In Plantation, the insured pipeline operator incurred more than $8 million in remediation costs because of a gas pipe leak and sought coverage from its primary and excess general liability insurers. The policyholder settled its dispute with its primary, first- and second-layer excess insurers for less than policy limits. When the policyholder turned to its top tier excess insurer to recover remediation costs above that policy’s $8 million attachment point, the insurer refused to pay, claiming that the policy limits of the underlying insurance had not been fully exhausted. The lower court agreed with the excess insurer, finding that the policyholder’s below-limits settlement did not trigger excess coverage because the underlying insurers had neither paid, nor been found liable to pay, the full limits of their respective policies.
On appeal, the court closely analyzed the excess policy’s “exhaustion clause,” which provided that liability would attach after the “Underlying Umbrella Insurers have paid or have been held liable to pay the full amount of their respective ultimate net loss liability…” (emphasis in original). The primary policy defined the term “ultimate net loss” to include payments by reason of adjudication or settlement. In its interpretation of the exhaustion clause, the court held that the policy language did not require payment of losses solely by the underlying insurers up to the attachment point. Accordingly, the court found that the policyholder’s and the underlying carriers’ combined payments of remediation costs triggered the excess coverage.

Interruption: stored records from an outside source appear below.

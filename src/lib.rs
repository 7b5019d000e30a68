//! # ledtrigd
//!
//! A Linux daemon that turns a single push button into a mode selector for an
//! LED and a GPIO output line.
//!
//! ## Behavior
//!
//! - **Short press**: advance to the next mode (steady on, blink, heartbeat)
//! - **Long press**: stop the daemon, as does Ctrl+C
//! - **LED**: the mode is mirrored onto a kernel LED trigger in sysfs
//! - **GPIO**: the same mode is rendered in software on an output line
//!
//! ## Architecture
//!
//! Three control loops run on dedicated threads and share one
//! [`AppState`](app_state::AppState):
//! - [`ButtonMonitor`](button::ButtonMonitor) - reads key edges and updates the state
//! - [`WaveformDriver`](waveform::WaveformDriver) - renders the mode on the output line
//! - [`TriggerCoordinator`](trigger::TriggerCoordinator) - writes the LED trigger
//!
//! The [`Supervisor`](supervisor::Supervisor) starts them, waits for a stop
//! request and joins them in a fixed order.
//!
//! ## Example
//!
//! ```no_run
//! use ledtrigd::{application::Application, config::Config};
//!
//! fn main() -> anyhow::Result<()> {
//!     let app = Application::builder()
//!         .with_config(Config::load(None)?)
//!         .build()?;
//!     tokio::runtime::Builder::new_current_thread()
//!         .enable_all()
//!         .build()?
//!         .block_on(app.run())
//! }
//! ```

pub mod app_state;
pub mod application;
pub mod button;
pub mod config;
pub mod error;
pub mod gpio;
pub mod input;
pub mod led;
pub mod mode;
pub mod supervisor;
pub mod task_manager;
pub mod trigger;
pub mod waveform;
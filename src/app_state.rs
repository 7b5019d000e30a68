//! Shared application state read by every control loop.

use std::{
    sync::atomic::{AtomicBool, AtomicUsize, Ordering},
    time::{Duration, Instant},
};

use event_listener::{Event, Listener};

/// Lock-free state shared between the supervisor and the control loops.
///
/// The two fields are independent atomics: nothing ever needs them to change
/// together. `running` goes from `true` to `false` exactly once and never
/// back. `trigger_index` only ever grows; consumers derive the active mode
/// with a modulo, so advancing the mode is a single `fetch_add` with no
/// read-modify-write window.
///
/// Every mutation also notifies `changed`, which lets waiting loops wake up
/// before their poll deadline.
pub struct AppState {
    running: AtomicBool,
    trigger_index: AtomicUsize,
    changed: Event,
}

impl AppState {
    pub fn new() -> Self {
        Self {
            running: AtomicBool::new(true),
            trigger_index: AtomicUsize::new(0),
            changed: Event::new(),
        }
    }

    /// Returns `true` until a stop has been requested.
    pub fn is_running(&self) -> bool {
        self.running.load(Ordering::Acquire)
    }

    /// Requests shutdown. Idempotent and safe from any thread.
    ///
    /// Returns `true` only for the call that actually flipped the flag.
    pub fn request_stop(&self) -> bool {
        let was_running = self.running.swap(false, Ordering::AcqRel);
        if was_running {
            self.changed.notify(usize::MAX);
        }
        was_running
    }

    /// Advances to the next trigger and returns the new index.
    pub fn advance_trigger(&self) -> usize {
        let next = self
            .trigger_index
            .fetch_add(1, Ordering::AcqRel)
            .wrapping_add(1);
        self.changed.notify(usize::MAX);
        next
    }

    pub fn current_trigger(&self) -> usize {
        self.trigger_index.load(Ordering::Acquire)
    }

    /// True once a stop was requested or the index moved past `observed`.
    pub fn changed_since(&self, observed: usize) -> bool {
        !self.is_running() || self.current_trigger() != observed
    }

    /// Blocks until the trigger index differs from `observed`, a stop is
    /// requested, or `timeout` elapses.
    ///
    /// Returns `true` if a change (or stop) was seen.
    pub fn wait_for_change(&self, observed: usize, timeout: Duration) -> bool {
        let deadline = Instant::now() + timeout;
        loop {
            if self.changed_since(observed) {
                return true;
            }
            // Register before re-checking so a notification between the two
            // checks is not lost.
            let listener = self.changed.listen();
            if self.changed_since(observed) {
                return true;
            }
            if listener.wait_deadline(deadline).is_none() {
                return self.changed_since(observed);
            }
        }
    }
}

impl Default for AppState {
    fn default() -> Self {
        Self::new()
    }
}
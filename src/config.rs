//! Configuration management for the ledtrigd daemon.
//!
//! Handles loading, parsing, and validation of the YAML file describing the
//! input devices, the output line, the LED and loop timings.

use anyhow::{Context, Result};
use log::{info, warn};
use serde::{Deserialize, Serialize};
use std::{
    env, fs,
    path::{Path, PathBuf},
    time::Duration,
};

/// Main configuration structure.
///
/// Every field has a default, so an empty document (apart from `version`)
/// describes the reference board.
///
/// # Example
///
/// ```yaml
/// version: 1
/// long_press_ms: 500
/// input_devices: ["/dev/input/event0"]
/// output:
///   chip: gpiochip0
///   line: 17
///   consumer: ex3-BL
///   active_low: false
///   initial_active: true
/// led:
///   name: lwsw-led
/// ```
#[derive(Debug, Clone, PartialEq, Serialize, Deserialize)]
pub struct Config {
    /// Configuration version for compatibility checking.
    pub version: u8,

    /// Presses held at least this long stop the daemon.
    #[serde(default = "defaults::long_press_ms")]
    pub long_press_ms: u64,

    /// Input devices watched for button edges.
    #[serde(default = "defaults::input_devices")]
    pub input_devices: Vec<PathBuf>,

    /// GPIO line driven with the software waveform.
    #[serde(default)]
    pub output: OutputCfg,

    /// LED class device switched between kernel triggers.
    #[serde(default)]
    pub led: LedCfg,

    /// Poll and wait intervals of the control loops.
    #[serde(default)]
    pub timing: TimingCfg,
}

/// Output line selection and polarity.
#[derive(Debug, Clone, PartialEq, Serialize, Deserialize)]
pub struct OutputCfg {
    /// Chip name (`gpiochip0`) or absolute device path.
    #[serde(default = "defaults::chip")]
    pub chip: String,

    /// Line offset on the chip.
    #[serde(default = "defaults::line")]
    pub line: u32,

    /// Consumer label shown by `gpioinfo`.
    #[serde(default = "defaults::consumer")]
    pub consumer: String,

    #[serde(default)]
    pub active_low: bool,

    /// Level driven once startup completes.
    #[serde(default = "defaults::initial_active")]
    pub initial_active: bool,
}

#[derive(Debug, Clone, PartialEq, Serialize, Deserialize)]
pub struct LedCfg {
    /// LED class device name.
    #[serde(default = "defaults::led_name")]
    pub name: String,

    #[serde(default = "defaults::sysfs_root")]
    pub sysfs_root: PathBuf,
}

/// Loop timings in milliseconds.
#[derive(Debug, Clone, PartialEq, Serialize, Deserialize)]
pub struct TimingCfg {
    /// Upper bound of one input readiness wait.
    #[serde(default = "defaults::input_wait_ms")]
    pub input_wait_ms: u64,

    /// Re-check period while a steady level is held.
    #[serde(default = "defaults::idle_poll_ms")]
    pub idle_poll_ms: u64,

    /// Re-check period of the LED trigger coordinator.
    #[serde(default = "defaults::trigger_poll_ms")]
    pub trigger_poll_ms: u64,

    /// Supervisor check period.
    #[serde(default = "defaults::supervise_ms")]
    pub supervise_ms: u64,
}

impl Default for Config {
    fn default() -> Self {
        Self {
            version: 1,
            long_press_ms: defaults::long_press_ms(),
            input_devices: defaults::input_devices(),
            output: OutputCfg::default(),
            led: LedCfg::default(),
            timing: TimingCfg::default(),
        }
    }
}

impl Default for OutputCfg {
    fn default() -> Self {
        Self {
            chip: defaults::chip(),
            line: defaults::line(),
            consumer: defaults::consumer(),
            active_low: false,
            initial_active: defaults::initial_active(),
        }
    }
}

impl Default for LedCfg {
    fn default() -> Self {
        Self {
            name: defaults::led_name(),
            sysfs_root: defaults::sysfs_root(),
        }
    }
}

impl Default for TimingCfg {
    fn default() -> Self {
        Self {
            input_wait_ms: defaults::input_wait_ms(),
            idle_poll_ms: defaults::idle_poll_ms(),
            trigger_poll_ms: defaults::trigger_poll_ms(),
            supervise_ms: defaults::supervise_ms(),
        }
    }
}

impl TimingCfg {
    pub fn input_wait(&self) -> Duration {
        Duration::from_millis(self.input_wait_ms)
    }

    pub fn idle_poll(&self) -> Duration {
        Duration::from_millis(self.idle_poll_ms)
    }

    pub fn trigger_poll(&self) -> Duration {
        Duration::from_millis(self.trigger_poll_ms)
    }

    pub fn supervise(&self) -> Duration {
        Duration::from_millis(self.supervise_ms)
    }
}

impl Config {
    /// Loads configuration from `path` or the standard locations.
    ///
    /// Searches in the following order:
    /// 1. Provided path parameter
    /// 2. LEDTRIGD_CONFIG environment variable
    /// 3. XDG_CONFIG_HOME/ledtrigd/config.yml or ~/.config/ledtrigd/config.yml
    /// 4. /etc/ledtrigd/config.yml
    ///
    /// Falls back to the built-in defaults when no file exists.
    pub fn load(path: Option<PathBuf>) -> Result<Self> {
        match path.or_else(locate_config) {
            Some(config_path) => {
                info!("Loading config from: {}", config_path.display());
                Self::load_from_path(&config_path)
            }
            None => {
                warn!("No configuration file found, using built-in defaults");
                let config = Self::default();
                config.validate()?;
                Ok(config)
            }
        }
    }

    /// Parses and validates one configuration file.
    pub fn load_from_path(path: &Path) -> Result<Self> {
        let content = fs::read_to_string(path)
            .with_context(|| format!("Failed to read config file: {}", path.display()))?;

        let config: Config = serde_yaml::from_str(&content)
            .with_context(|| format!("Failed to parse YAML in: {}", path.display()))?;

        config
            .validate()
            .with_context(|| format!("Configuration validation failed for: {}", path.display()))?;

        Ok(config)
    }

    /// Checks values that would make a loop spin or never match.
    pub fn validate(&self) -> Result<()> {
        if self.version != 1 {
            anyhow::bail!("Unsupported config version {}", self.version);
        }
        if self.input_devices.is_empty() {
            anyhow::bail!("At least one input device is required");
        }
        if self.long_press_ms == 0 {
            anyhow::bail!("long_press_ms must be greater than zero");
        }
        if self.output.consumer.is_empty() {
            anyhow::bail!("Output consumer label cannot be empty");
        }
        if self.led.name.is_empty() {
            anyhow::bail!("LED name cannot be empty");
        }

        let timings = [
            ("input_wait_ms", self.timing.input_wait_ms),
            ("idle_poll_ms", self.timing.idle_poll_ms),
            ("trigger_poll_ms", self.timing.trigger_poll_ms),
            ("supervise_ms", self.timing.supervise_ms),
        ];
        if let Some((name, _)) = timings.iter().find(|(_, ms)| *ms == 0) {
            anyhow::bail!("Timing '{name}' must be greater than zero");
        }

        Ok(())
    }

    pub fn long_press(&self) -> Duration {
        Duration::from_millis(self.long_press_ms)
    }
}

mod defaults {
    use std::path::PathBuf;

    pub fn long_press_ms() -> u64 {
        500
    }

    pub fn input_devices() -> Vec<PathBuf> {
        vec![PathBuf::from("/dev/input/event0")]
    }

    pub fn chip() -> String {
        "gpiochip0".to_string()
    }

    pub fn line() -> u32 {
        17
    }

    pub fn consumer() -> String {
        "ex3-BL".to_string()
    }

    pub fn initial_active() -> bool {
        true
    }

    pub fn led_name() -> String {
        "lwsw-led".to_string()
    }

    pub fn sysfs_root() -> PathBuf {
        PathBuf::from("/sys/class/leds")
    }

    pub fn input_wait_ms() -> u64 {
        10
    }

    pub fn idle_poll_ms() -> u64 {
        500
    }

    pub fn trigger_poll_ms() -> u64 {
        100
    }

    pub fn supervise_ms() -> u64 {
        100
    }
}

fn locate_config() -> Option<PathBuf> {
    if let Ok(env_path) = env::var("LEDTRIGD_CONFIG") {
        return Some(PathBuf::from(env_path));
    }

    if let Some(mut cfg_dir) = env::var_os("XDG_CONFIG_HOME")
        .map(PathBuf::from)
        .or_else(|| env::var_os("HOME").map(|h| Path::new(&h).join(".config")))
    {
        cfg_dir.push("ledtrigd/config.yml");
        if cfg_dir.exists() {
            return Some(cfg_dir);
        }
    }

    let etc = Path::new("/etc/ledtrigd/config.yml");
    etc.exists().then(|| etc.to_path_buf())
}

The Plantation case confirms that a policyholder’s ability to fill in gaps created by a below-limits settlement with an underlying carrier will depend upon the wording in its excess policy. Today, many policyholders avoid these issues by obtaining excess coverage that specifically recognizes that payments of underlying limits of liability by the insurers or the policyholder can constitute exhaustion. Although the Plantation case concerned the interpretation of general liability policies, these attachment issues also arise under more highly negotiated policy forms, such as Directors’ & Officers’ and other managed liability insurance.
For these reasons, insureds should seek guidance from experienced coverage counsel who can analyze an existing insurance program and work with insureds and their brokers to ensure their program provides necessary protections.